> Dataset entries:

_____

#[cfg(test)]
mod tests {
    use super::*;
    use crate::auth::{issue_token, Role};
    use crate::storage::repository::users::tests::new_user;
    use crate::storage::{User, UserRepository};
    use axum::body::Body;
    use axum::http::{Request, StatusCode};
    use chrono::Utc;
    use serde_json::{json, Value};
    use tower::ServiceExt;

    fn app() -> (AppState, Router) {
        let state = AppState::for_tests();
        let router = router(state.clone(), None);
        (state, router)
    }

    fn user_with_token(state: &AppState, username: &str, role: Role) -> (User, String) {
        let user = UserRepository::new(&state.db)
            .create(new_user(username, role))
            .unwrap();
        let token = issue_token(&state.auth_config, &user, Utc::now()).unwrap().token;
        (user, token)
    }

    fn request(method: &str, uri: &str, token: Option<&str>, body: Option<Value>) -> Request<Body> {
        let mut builder = Request::builder().method(method).uri(uri);
        if let Some(token) = token {
            builder = builder.header("Authorization", format!("Bearer {token}"));
        }
        match body {
            Some(body) => builder
                .header("Content-Type", "application/json")
                .body(Body::from(body.to_string()))
                .unwrap(),
            None => builder.body(Body::empty()).unwrap(),
        }
    }

    async fn json_body(response: axum::response::Response) -> Value {
        let bytes = axum::body::to_bytes(response.into_body(), usize::MAX)
            .await
            .unwrap();
        serde_json::from_slice(&bytes).unwrap()
    }

    fn case_body() -> Value {
        json!({
            "title": "Fake exchange",
            "description": "Victim deposited USDT into a cloned exchange",
            "fraud_type": "investment_scam",
            "state_code": "MH",
            "complainant": { "name": "Ravi Shah" },
            "amount_lost": 120000.0
        })
    }

    #[tokio::test]
    async fn liveness_is_public() {
        let (_, app) = app();
        let response = app.oneshot(request("GET", "/health/live", None, None)).await.unwrap();
        assert_eq!(response.status(), StatusCode::OK);
        assert!(response.headers().contains_key("x-request-id"));
    }

    #[tokio::test]
    async fn health_reports_database() {
        let (_, app) = app();
        let response = app.oneshot(request("GET", "/health", None, None)).await.unwrap();
        assert_eq!(response.status(), StatusCode::OK);
        let body = json_body(response).await;
        assert_eq!(body["checks"]["database"], "ok");
        assert_eq!(body["checks"]["auth_mode"], "development");
    }

    #[tokio::test]
    async fn login_issues_usable_token() {
        let (state, app) = app();
        UserRepository::new(&state.db)
            .create(new_user("si.mehta", Role::Investigator))
            .unwrap();

        let response = app
            .clone()
            .oneshot(request(
                "POST",
                "/api/auth/login",
                None,
                Some(json!({ "username": "si.mehta", "password": "s3cret-password" })),
            ))
            .await
            .unwrap();
        assert_eq!(response.status(), StatusCode::OK);
        let body = json_body(response).await;
        assert_eq!(body["token_type"], "Bearer");
        assert!(body["user"].get("password_hash").is_none());

        let token = body["token"].as_str().unwrap().to_string();
        let me = app
            .oneshot(request("GET", "/api/users/me", Some(&token), None))
            .await
            .unwrap();
        assert_eq!(me.status(), StatusCode::OK);
        assert_eq!(json_body(me).await["username"], "si.mehta");
    }

    #[tokio::test]
    async fn login_rejects_wrong_password() {
        let (state, app) = app();
        UserRepository::new(&state.db)
            .create(new_user("si.mehta", Role::Investigator))
            .unwrap();
        let response = app
            .oneshot(request(
                "POST",
                "/api/auth/login",
                None,
                Some(json!({ "username": "si.mehta", "password": "wrong" })),
            ))
            .await
            .unwrap();
        assert_eq!(response.status(), StatusCode::UNAUTHORIZED);
    }

    #[tokio::test]
    async fn unknown_user_gets_same_rejection_as_wrong_password() {
        let (state, app) = app();
        UserRepository::new(&state.db)
            .create(new_user("si.mehta", Role::Investigator))
            .unwrap();
        let login = |username: &str| {
            request(
                "POST",
                "/api/auth/login",
                None,
                Some(json!({ "username": username, "password": "wrong-password" })),
            )
        };

        let unknown = app.clone().oneshot(login("nobody.here")).await.unwrap();
        assert_eq!(unknown.status(), StatusCode::UNAUTHORIZED);
        let unknown = json_body(unknown).await;

        let wrong = app.oneshot(login("si.mehta")).await.unwrap();
        assert_eq!(wrong.status(), StatusCode::UNAUTHORIZED);
        assert_eq!(json_body(wrong).await, unknown);
    }

    #[tokio::test]
    async fn admin_creates_user_and_resets_password() {
        let (state, app) = app();
        let (_, token) = user_with_token(&state, "admin.root", Role::Admin);
        let created = app
            .clone()
            .oneshot(request(
                "POST",
                "/api/users",
                Some(&token),
                Some(json!({
                    "username": "si.rao",
                    "password": "first-password",
                    "full_name": "S. Rao",
                    "department": "cbi",
                    "role": "investigator"
                })),
            ))
            .await
            .unwrap();
        assert_eq!(created.status(), StatusCode::CREATED);
        let id = json_body(created).await["id"].as_str().unwrap().to_string();

        let patched = app
            .clone()
            .oneshot(request(
                "PATCH",
                &format!("/api/users/{id}"),
                Some(&token),
                Some(json!({ "password": "second-password" })),
            ))
            .await
            .unwrap();
        assert_eq!(patched.status(), StatusCode::OK);

        let login = |password: &str| {
            request(
                "POST",
                "/api/auth/login",
                None,
                Some(json!({ "username": "si.rao", "password": password })),
            )
        };
        let old = app.clone().oneshot(login("first-password")).await.unwrap();
        assert_eq!(old.status(), StatusCode::UNAUTHORIZED);
        let new = app.oneshot(login("second-password")).await.unwrap();
        assert_eq!(new.status(), StatusCode::OK);
    }

    #[tokio::test]
    async fn api_requires_token() {
        let (_, app) = app();
        let response = app.oneshot(request("GET", "/api/cases", None, None)).await.unwrap();
        assert_eq!(response.status(), StatusCode::UNAUTHORIZED);
    }

    #[tokio::test]
    async fn auditor_cannot_create_case() {
        let (state, app) = app();
        let (_, token) = user_with_token(&state, "auditor.one", Role::Auditor);
        let response = app
            .oneshot(request("POST", "/api/cases", Some(&token), Some(case_body())))
            .await
            .unwrap();
        assert_eq!(response.status(), StatusCode::FORBIDDEN);
    }

    #[tokio::test]
    async fn investigator_cannot_manage_users() {
        let (state, app) = app();
        let (_, token) = user_with_token(&state, "si.kaur", Role::Investigator);
        let response = app
            .oneshot(request("GET", "/api/users", Some(&token), None))
            .await
            .unwrap();
        assert_eq!(response.status(), StatusCode::FORBIDDEN);
    }

    #[tokio::test]
    async fn case_creation_returns_audit_row_and_publishes() {
        let (state, app) = app();
        let (_, token) = user_with_token(&state, "si.kaur", Role::Investigator);
        let mut events = state.events.subscribe();

        let response = app
            .clone()
            .oneshot(request("POST", "/api/cases", Some(&token), Some(case_body())))
            .await
            .unwrap();
        assert_eq!(response.status(), StatusCode::CREATED);
        let body = json_body(response).await;
        let case_id = body["record"]["id"].as_str().unwrap().to_string();
        assert_eq!(body["record"]["status"], "open");
        assert_eq!(body["audit"]["entity_id"], case_id.as_str());
        assert_eq!(body["audit"]["status"], "pending");

        match events.try_recv().unwrap() {
            PortalEvent::LedgerRecorded(notice) => assert_eq!(notice.entity_id, case_id),
            other => panic!("unexpected event {other:?}"),
        }

        let trail = app
            .oneshot(request(
                "GET",
                &format!("/api/cases/{case_id}/audit"),
                Some(&token),
                None,
            ))
            .await
            .unwrap();
        assert_eq!(trail.status(), StatusCode::OK);
    }

    #[tokio::test]
    async fn invalid_case_is_bad_request() {
        let (state, app) = app();
        let (_, token) = user_with_token(&state, "si.kaur", Role::Investigator);
        let mut body = case_body();
        body["title"] = json!("   ");
        let response = app
            .oneshot(request("POST", "/api/cases", Some(&token), Some(body)))
            .await
            .unwrap();
        assert_eq!(response.status(), StatusCode::BAD_REQUEST);
        assert!(json_body(response).await["error"].is_string());
    }

    #[tokio::test]
    async fn case_without_title_is_json_bad_request() {
        let (state, app) = app();
        let (_, token) = user_with_token(&state, "si.kaur", Role::Investigator);
        let mut body = case_body();
        body.as_object_mut().unwrap().remove("title");
        let response = app
            .oneshot(request("POST", "/api/cases", Some(&token), Some(body)))
            .await
            .unwrap();
        assert_eq!(response.status(), StatusCode::BAD_REQUEST);
        let error = json_body(response).await["error"].as_str().unwrap().to_string();
        assert!(error.contains("title"), "{error}");
    }

    #[tokio::test]
    async fn malformed_query_is_json_bad_request() {
        let (state, app) = app();
        let (_, token) = user_with_token(&state, "si.kaur", Role::Analyst);
        let response = app
            .oneshot(request("GET", "/api/cases?limit=abc", Some(&token), None))
            .await
            .unwrap();
        assert_eq!(response.status(), StatusCode::BAD_REQUEST);
        assert!(json_body(response).await["error"].is_string());
    }

    #[tokio::test]
    async fn missing_case_is_not_found() {
        let (state, app) = app();
        let (_, token) = user_with_token(&state, "si.kaur", Role::Analyst);
        let response = app
            .oneshot(request("GET", "/api/cases/does-not-exist", Some(&token), None))
            .await
            .unwrap();
        assert_eq!(response.status(), StatusCode::NOT_FOUND);
    }

    #[tokio::test]
    async fn empty_chain_verifies() {
        let (state, app) = app();
        let (_, token) = user_with_token(&state, "auditor.one", Role::Auditor);
        let response = app
            .oneshot(request("GET", "/api/blockchain/verify", Some(&token), None))
            .await
            .unwrap();
        assert_eq!(response.status(), StatusCode::OK);
        assert_eq!(json_body(response).await["valid"], true);
    }

    #[tokio::test]
    async fn departments_are_listed() {
        let (state, app) = app();
        let (_, token) = user_with_token(&state, "auditor.one", Role::Auditor);
        let response = app
            .oneshot(request("GET", "/api/departments", Some(&token), None))
            .await
            .unwrap();
        let body = json_body(response).await;
        assert_eq!(body.as_array().unwrap().len(), crate::models::Department::ALL.len());
        assert_eq!(body[0]["id"], "cyber_crime_cell");
    }

    #[test]
    fn openapi_declares_bearer_scheme() {
        let doc = ApiDoc::openapi();
        let components = doc.components.unwrap();
        assert!(components.security_schemes.contains_key("bearer_auth"));
        assert!(doc.paths.paths.contains_key("/api/cases/{id}/exports"));
    }
}
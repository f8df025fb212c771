// SPDX-License-Identifier: AGPL-3.0-or-later
//
// Copyright (C) 2026 Relational Network

//! Portal roles for authorization.

use serde::{Deserialize, Serialize};
use utoipa::ToSchema;

/// Portal roles.
///
/// ## Role Hierarchy
///
/// - `Admin` - Full access, including user and node management
/// - `Investigator` - Opens and works cases, files STRs
/// - `Analyst` - Traces transactions and records patterns
/// - `Auditor` - Read-only access to cases and the audit trail
#[derive(Debug, Clone, Copy, PartialEq, Eq, Hash, Serialize, Deserialize, ToSchema)]
#[serde(rename_all = "lowercase")]
pub enum Role {
    Admin,
    Investigator,
    Analyst,
    Auditor,
}

impl Role {
    /// Check if this role has at least the privileges of the required role.
    pub fn has_privilege(&self, required: Role) -> bool {
        match (self, required) {
            (Role::Admin, _) => true,
            // Investigators and analysts share write access to case data
            (Role::Investigator | Role::Analyst, Role::Investigator | Role::Analyst) => true,
            // Anyone may read what auditors read
            (_, Role::Auditor) => true,
            _ => false,
        }
    }

    /// Whether the role may create or modify investigative records.
    pub fn can_write(&self) -> bool {
        !matches!(self, Role::Auditor)
    }

    /// Parse role from string (case-insensitive).
    pub fn from_str(s: &str) -> Option<Role> {
        match s.trim().to_lowercase().as_str() {
            "admin" => Some(Role::Admin),
            "investigator" => Some(Role::Investigator),
            "analyst" => Some(Role::Analyst),
            "auditor" => Some(Role::Auditor),
            _ => None,
        }
    }
}

impl Default for Role {
    /// Least privilege.
    fn default() -> Self {
        Role::Auditor
    }
}

impl std::fmt::Display for Role {
    fn fmt(&self, f: &mut std::fmt::Formatter<'_>) -> std::fmt::Result {
        match self {
            Role::Admin => write!(f, "admin"),
            Role::Investigator => write!(f, "investigator"),
            Role::Analyst => write!(f, "analyst"),
            Role::Auditor => write!(f, "auditor"),
        }
    }
}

_____

Where a line of the records above holds the word "cases", copy that line.

        let response = app.oneshot(request("GET", "/api/cases", None, None)).await.unwrap();
            .oneshot(request("POST", "/api/cases", Some(&token), Some(case_body())))
            .oneshot(request("POST", "/api/cases", Some(&token), Some(case_body())))
                &format!("/api/cases/{case_id}/audit"),
            .oneshot(request("POST", "/api/cases", Some(&token), Some(body)))
            .oneshot(request("POST", "/api/cases", Some(&token), Some(body)))
            .oneshot(request("GET", "/api/cases?limit=abc", Some(&token), None))
            .oneshot(request("GET", "/api/cases/does-not-exist", Some(&token), None))
        assert!(doc.paths.paths.contains_key("/api/cases/{id}/exports"));
/// - `Investigator` - Opens and works cases, files STRs
/// - `Auditor` - Read-only access to cases and the audit trail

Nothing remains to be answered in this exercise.